(Collected data entries)
= = = = = = =

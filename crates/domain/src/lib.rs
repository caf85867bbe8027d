//! Domain model for the ResQ vehicle dispatch core
//!
//! This crate contains pure domain logic with no I/O dependencies:
//! - Session identity of the logged-in vehicle
//! - Dispatch offers, their lifetime and countdown projection
//! - Accepted assignments and server status classification
//! - Vehicle position samples

pub mod assignment;
pub mod error;
pub mod media;
pub mod offer;
pub mod position;
pub mod session;

pub use assignment::{Assignment, AssignmentRecord, AssignmentStatus, RecordRequest, Tracked};
pub use error::{DomainError, Result};
pub use media::resolve_image_url;
pub use offer::{Countdown, Offer, OfferKey, RequestId, RequestSnapshot, Requester};
pub use position::VehiclePosition;
pub use session::{parse_int_id, Session, VehicleId, SESSION_INFO_KEY, SESSION_TOKEN_KEY};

= = = = = = =

## [To do]
Give back, exactly and with nothing added, the lines from the line containing "pub use position::VehiclePosition;" through the final line of the records above, both of them included.

## [Written response]
pub use position::VehiclePosition;
pub use session::{parse_int_id, Session, VehicleId, SESSION_INFO_KEY, SESSION_TOKEN_KEY};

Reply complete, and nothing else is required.